Question 7.12: The time between two successive emails arriving at Julia’s e......
The time between two successive emails arriving at Julia’s email account follows the exponential distribution with a mean value of 90 minutes.
(i) What is the probability that the time between two successive emails exceeds one hour?
(ii) Given that 90 minutes have passed since Julia received her last email, what is the probability that she has to wait for at least 30 minutes until the next one?

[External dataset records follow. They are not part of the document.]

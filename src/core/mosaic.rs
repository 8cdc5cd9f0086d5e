//! Merge per-tile rasters into one georeferenced mosaic.
//!
//! Inputs are validated from their headers first: unreadable files and files
//! whose band count differs from the first valid input are excluded (and
//! deleted when configured), inputs whose pixel type differs from it are left
//! out but kept on disk, inputs in a foreign CRS are warped to the target
//! CRS. The survivors are merged onto the union grid with a
//! first-valid-pixel-wins policy over inputs sorted by path, so the output
//! does not depend on the order the caller listed them in.
use std::path::{Path, PathBuf};

use ndarray::{Array2, Array3};
use serde::{Deserialize, Serialize};
use tracing::{debug, info, warn};

use crate::io::raster::{PixelType, RasterData, RasterHeader, RasterIo, same_crs};

/// Tolerance when converting an extent into a whole number of pixels.
const GRID_EPSILON: f64 = 1e-6;

#[derive(Debug, Clone, PartialEq, Serialize, Deserialize)]
pub struct MosaicConfig {
    /// No-data sentinel for warping and for output pixels no input covers.
    /// When the output pixel type cannot hold it (e.g. a negative sentinel
    /// over `u8`/`u16` inputs), unfilled pixels are written as 0 instead.
    pub nodata: f64,
    /// Delete inputs that are unreadable or have the wrong band count
    pub delete_invalid: bool,
    pub keep_reprojected: bool,
}

impl Default for MosaicConfig {
    fn default() -> Self {
        Self {
            nodata: -32768.0,
            delete_invalid: true,
            keep_reprojected: false,
        }
    }
}

/// An input left out of the merge, and why.
#[derive(Debug, Clone, PartialEq, Serialize, Deserialize)]
pub struct ExcludedInput {
    pub path: PathBuf,
    pub reason: String,
    /// The file was removed from disk
    pub deleted: bool,
}

#[derive(Debug, Clone, PartialEq, Serialize, Deserialize)]
#[serde(tag = "status", rename_all = "snake_case")]
pub enum MosaicResult {
    Success {
        output_path: PathBuf,
        /// Original paths of the merged inputs, in merge order
        merged: Vec<PathBuf>,
        excluded: Vec<ExcludedInput>,
    },
    Failure {
        reason: String,
        excluded: Vec<ExcludedInput>,
    },
}

impl MosaicResult {
    pub fn output_path(&self) -> Option<&Path> {
        match self {
            MosaicResult::Success { output_path, .. } => Some(output_path),
            MosaicResult::Failure { .. } => None,
        }
    }

    pub fn excluded(&self) -> &[ExcludedInput] {
        match self {
            MosaicResult::Success { excluded, .. } | MosaicResult::Failure { excluded, .. } => {
                excluded
            }
        }
    }
}

/// A validated input: original path, the path actually read (which may be a
/// reprojected sibling) and its header.
#[derive(Debug, Clone)]
struct MosaicInput {
    source: PathBuf,
    path: PathBuf,
    header: RasterHeader,
}

/// Output grid: north-up, resolution of the first input, union extent.
#[derive(Debug, Clone, Copy)]
struct Grid {
    min_x: f64,
    max_y: f64,
    res_x: f64,
    res_y: f64,
    width: usize,
    height: usize,
}

impl Grid {
    fn union_of(rasters: &[RasterData]) -> Option<Grid> {
        let first = rasters.first()?;
        let res_x = first.geotransform[1].abs();
        let res_y = first.geotransform[5].abs();
        if res_x == 0.0 || res_y == 0.0 {
            return None;
        }
        let (mut min_x, mut min_y, mut max_x, mut max_y) = first.extent();
        for r in &rasters[1..] {
            let (x0, y0, x1, y1) = r.extent();
            min_x = min_x.min(x0);
            min_y = min_y.min(y0);
            max_x = max_x.max(x1);
            max_y = max_y.max(y1);
        }
        let width = ((max_x - min_x) / res_x - GRID_EPSILON).ceil().max(1.0) as usize;
        let height = ((max_y - min_y) / res_y - GRID_EPSILON).ceil().max(1.0) as usize;
        Some(Grid {
            min_x,
            max_y,
            res_x,
            res_y,
            width,
            height,
        })
    }

    fn geotransform(&self) -> [f64; 6] {
        [self.min_x, self.res_x, 0.0, self.max_y, 0.0, -self.res_y]
    }

    /// CRS coordinate of the center of output pixel `(row, col)`.
    fn center(&self, row: usize, col: usize) -> (f64, f64) {
        (
            self.min_x + (col as f64 + 0.5) * self.res_x,
            self.max_y - (row as f64 + 0.5) * self.res_y,
        )
    }

    /// Output row/col window overlapped by `raster`, clamped to the grid.
    fn window(&self, raster: &RasterData) -> (std::ops::Range<usize>, std::ops::Range<usize>) {
        let (x0, y0, x1, y1) = raster.extent();
        let clamp = |v: f64, max: usize| (v.max(0.0) as usize).min(max);
        let c0 = clamp(((x0 - self.min_x) / self.res_x).floor(), self.width);
        let c1 = clamp(((x1 - self.min_x) / self.res_x).ceil(), self.width);
        let r0 = clamp(((self.max_y - y1) / self.res_y).floor(), self.height);
        let r1 = clamp(((self.max_y - y0) / self.res_y).ceil(), self.height);
        (r0..r1, c0..c1)
    }
}

pub struct RasterMosaicker<R> {
    io: R,
    config: MosaicConfig,
}

impl<R: RasterIo> RasterMosaicker<R> {
    pub fn new(io: R, config: MosaicConfig) -> Self {
        Self { io, config }
    }

    pub fn config(&self) -> &MosaicConfig {
        &self.config
    }

    pub fn io(&self) -> &R {
        &self.io
    }

    /// Merge `inputs` into `output` in `target_crs`. Never creates `output`
    /// when no input survives validation.
    pub fn mosaic(&self, inputs: &[PathBuf], output: &Path, target_crs: &str) -> MosaicResult {
        let mut sorted: Vec<PathBuf> = inputs.to_vec();
        sorted.sort();
        sorted.dedup();
        info!(
            "Mosaicking {} inputs into {:?} ({})",
            sorted.len(),
            output,
            target_crs
        );

        let mut excluded = Vec::new();
        let mut reprojected = Vec::new();
        let valid = self.validate(&sorted, target_crs, &mut excluded, &mut reprojected);

        let result = self.merge(valid, output, excluded);
        if !self.config.keep_reprojected {
            for path in &reprojected {
                match std::fs::remove_file(path) {
                    Ok(()) => debug!("Removed reprojected sibling {:?}", path),
                    Err(e) => warn!("Could not remove {:?}: {}", path, e),
                }
            }
        }
        result
    }

    fn validate(
        &self,
        sorted: &[PathBuf],
        target_crs: &str,
        excluded: &mut Vec<ExcludedInput>,
        reprojected: &mut Vec<PathBuf>,
    ) -> Vec<MosaicInput> {
        let mut valid: Vec<MosaicInput> = Vec::new();
        let mut expected_bands: Option<usize> = None;
        let mut expected_dtype: Option<PixelType> = None;

        for path in sorted {
            let header = match self.io.read_header(path) {
                Ok(h) if h.band_count > 0 => h,
                Ok(_) => {
                    excluded.push(self.discard(path, "raster has no bands".to_string()));
                    continue;
                }
                Err(e) => {
                    excluded.push(self.discard(path, format!("unreadable raster: {}", e)));
                    continue;
                }
            };

            match expected_bands {
                None => expected_bands = Some(header.band_count),
                Some(expected) if expected != header.band_count => {
                    excluded.push(self.discard(
                        path,
                        format!(
                            "band count {} differs from expected {}",
                            header.band_count, expected
                        ),
                    ));
                    continue;
                }
                Some(_) => {}
            }

            match expected_dtype {
                None => expected_dtype = Some(header.dtype),
                Some(expected) if expected != header.dtype => {
                    warn!(
                        "Excluding {:?}: pixel type {} differs from {}",
                        path, header.dtype, expected
                    );
                    excluded.push(ExcludedInput {
                        path: path.clone(),
                        reason: format!(
                            "pixel type {} differs from expected {}",
                            header.dtype, expected
                        ),
                        deleted: false,
                    });
                    continue;
                }
                Some(_) => {}
            }

            if same_crs(&header.crs, target_crs) {
                valid.push(MosaicInput {
                    source: path.clone(),
                    path: path.clone(),
                    header,
                });
                continue;
            }

            info!(
                "Reprojecting {:?} from {} to {}",
                path, header.crs, target_crs
            );
            let warped = self
                .io
                .reproject(path, target_crs, self.config.nodata)
                .and_then(|p| self.io.read_header(&p).map(|h| (p, h)));
            match warped {
                Ok((warped_path, warped_header)) => {
                    reprojected.push(warped_path.clone());
                    valid.push(MosaicInput {
                        source: path.clone(),
                        path: warped_path,
                        header: warped_header,
                    });
                }
                Err(e) => {
                    warn!("Excluding {:?}: {}", path, e);
                    excluded.push(ExcludedInput {
                        path: path.clone(),
                        reason: e.to_string(),
                        deleted: false,
                    });
                }
            }
        }
        valid
    }

    fn merge(
        &self,
        valid: Vec<MosaicInput>,
        output: &Path,
        mut excluded: Vec<ExcludedInput>,
    ) -> MosaicResult {
        let mut merged = Vec::with_capacity(valid.len());
        let mut rasters = Vec::with_capacity(valid.len());
        for input in valid {
            match self.io.read(&input.path) {
                Ok(raster) => {
                    debug!(
                        "Loaded {:?}: {} bands {}x{} {}",
                        input.path,
                        input.header.band_count,
                        input.header.width,
                        input.header.height,
                        input.header.dtype
                    );
                    merged.push(input.source);
                    rasters.push(raster);
                }
                Err(e) => {
                    let entry = if input.path == input.source {
                        self.discard(&input.source, format!("unreadable raster: {}", e))
                    } else {
                        warn!("Excluding {:?}: {}", input.source, e);
                        ExcludedInput {
                            path: input.source,
                            reason: e.to_string(),
                            deleted: false,
                        }
                    };
                    excluded.push(entry);
                }
            }
        }

        let Some(grid) = Grid::union_of(&rasters) else {
            let reason = if rasters.is_empty() {
                "no valid input files".to_string()
            } else {
                "first input has a zero pixel size".to_string()
            };
            warn!("Mosaic {:?} not created: {}", output, reason);
            return MosaicResult::Failure { reason, excluded };
        };

        let first = &rasters[0];
        let bands = first.band_count();
        let dtype = first.dtype;
        let nodata = dtype.nodata_for(self.config.nodata);
        let mut pixels = Array3::from_elem((bands, grid.height, grid.width), nodata);
        let mut filled = Array2::from_elem((grid.height, grid.width), false);

        for raster in &rasters {
            let (rows, cols) = grid.window(raster);
            for row in rows {
                for col in cols.clone() {
                    if filled[[row, col]] {
                        continue;
                    }
                    let (x, y) = grid.center(row, col);
                    let Some((sr, sc)) = raster.pixel_at(x, y) else {
                        continue;
                    };
                    let has_data = (0..bands).any(|b| !raster.is_nodata(raster.pixels[[b, sr, sc]]));
                    if !has_data {
                        continue;
                    }
                    for b in 0..bands {
                        let v = raster.pixels[[b, sr, sc]];
                        pixels[[b, row, col]] = if raster.is_nodata(v) { nodata } else { v };
                    }
                    filled[[row, col]] = true;
                }
            }
        }

        let mosaic = RasterData {
            crs: first.crs.clone(),
            dtype,
            geotransform: grid.geotransform(),
            nodata: Some(nodata),
            pixels,
        };
        if let Err(e) = self.io.write(output, &mosaic) {
            let _ = std::fs::remove_file(output);
            warn!("Writing mosaic {:?} failed: {}", output, e);
            return MosaicResult::Failure {
                reason: format!("failed to write mosaic: {}", e),
                excluded,
            };
        }

        let coverage = filled.iter().filter(|&&f| f).count() as f64 / filled.len() as f64;
        info!(
            "Mosaic {:?}: {} inputs merged, {} excluded, {}x{} px, {:.1}% filled",
            output,
            merged.len(),
            excluded.len(),
            grid.width,
            grid.height,
            coverage * 100.0
        );
        MosaicResult::Success {
            output_path: output.to_path_buf(),
            merged,
            excluded,
        }
    }

    /// Log, optionally delete, and describe an input that cannot be merged.
    fn discard(&self, path: &Path, reason: String) -> ExcludedInput {
        warn!("Excluding {:?}: {}", path, reason);
        let deleted = self.config.delete_invalid
            && match std::fs::remove_file(path) {
                Ok(()) => {
                    info!("Deleted invalid input {:?}", path);
                    true
                }
                Err(e) => {
                    warn!("Could not delete {:?}: {}", path, e);
                    false
                }
            };
        ExcludedInput {
            path: path.to_path_buf(),
            reason,
            deleted,
        }
    }
}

Let us choose one hour as the time unit.³ Then, if X denotes the time between successive emails arriving, we are given that E(X) = 3/2. Since from Proposition 7.8 the mean value of an exponential random variable is the reciprocal of the parameter of its distribution, we see that X ∼ ε(𝜆) with 𝜆 = 2/3.
(i) We need the probability P(X > 1), which is given by
P(X\gt 1)=1-F(1)=\mathrm{e}^{-2/3}.(ii) If no email arrives within the next 30 minutes, this means that the time between the last email and the next one that arrives will be at least 90 + 30 = 120 minutes, i.e. two hours. Moreover, due to the lack of memory property, we have
P\left(X\gt 2|X\gt {\frac{3}{2}}\right)=P\left(X\gt {\frac{3}{2}}+{\frac{1}{2}}|X\gt {\frac{3}{2}}\right)=P\left(X\gt {\frac{1}{2}}\right).Hence,
P(X\gt 2|X\gt 3/2)=1-F(1/2)=\mathrm{e}^{-1/3},which is the desired probability.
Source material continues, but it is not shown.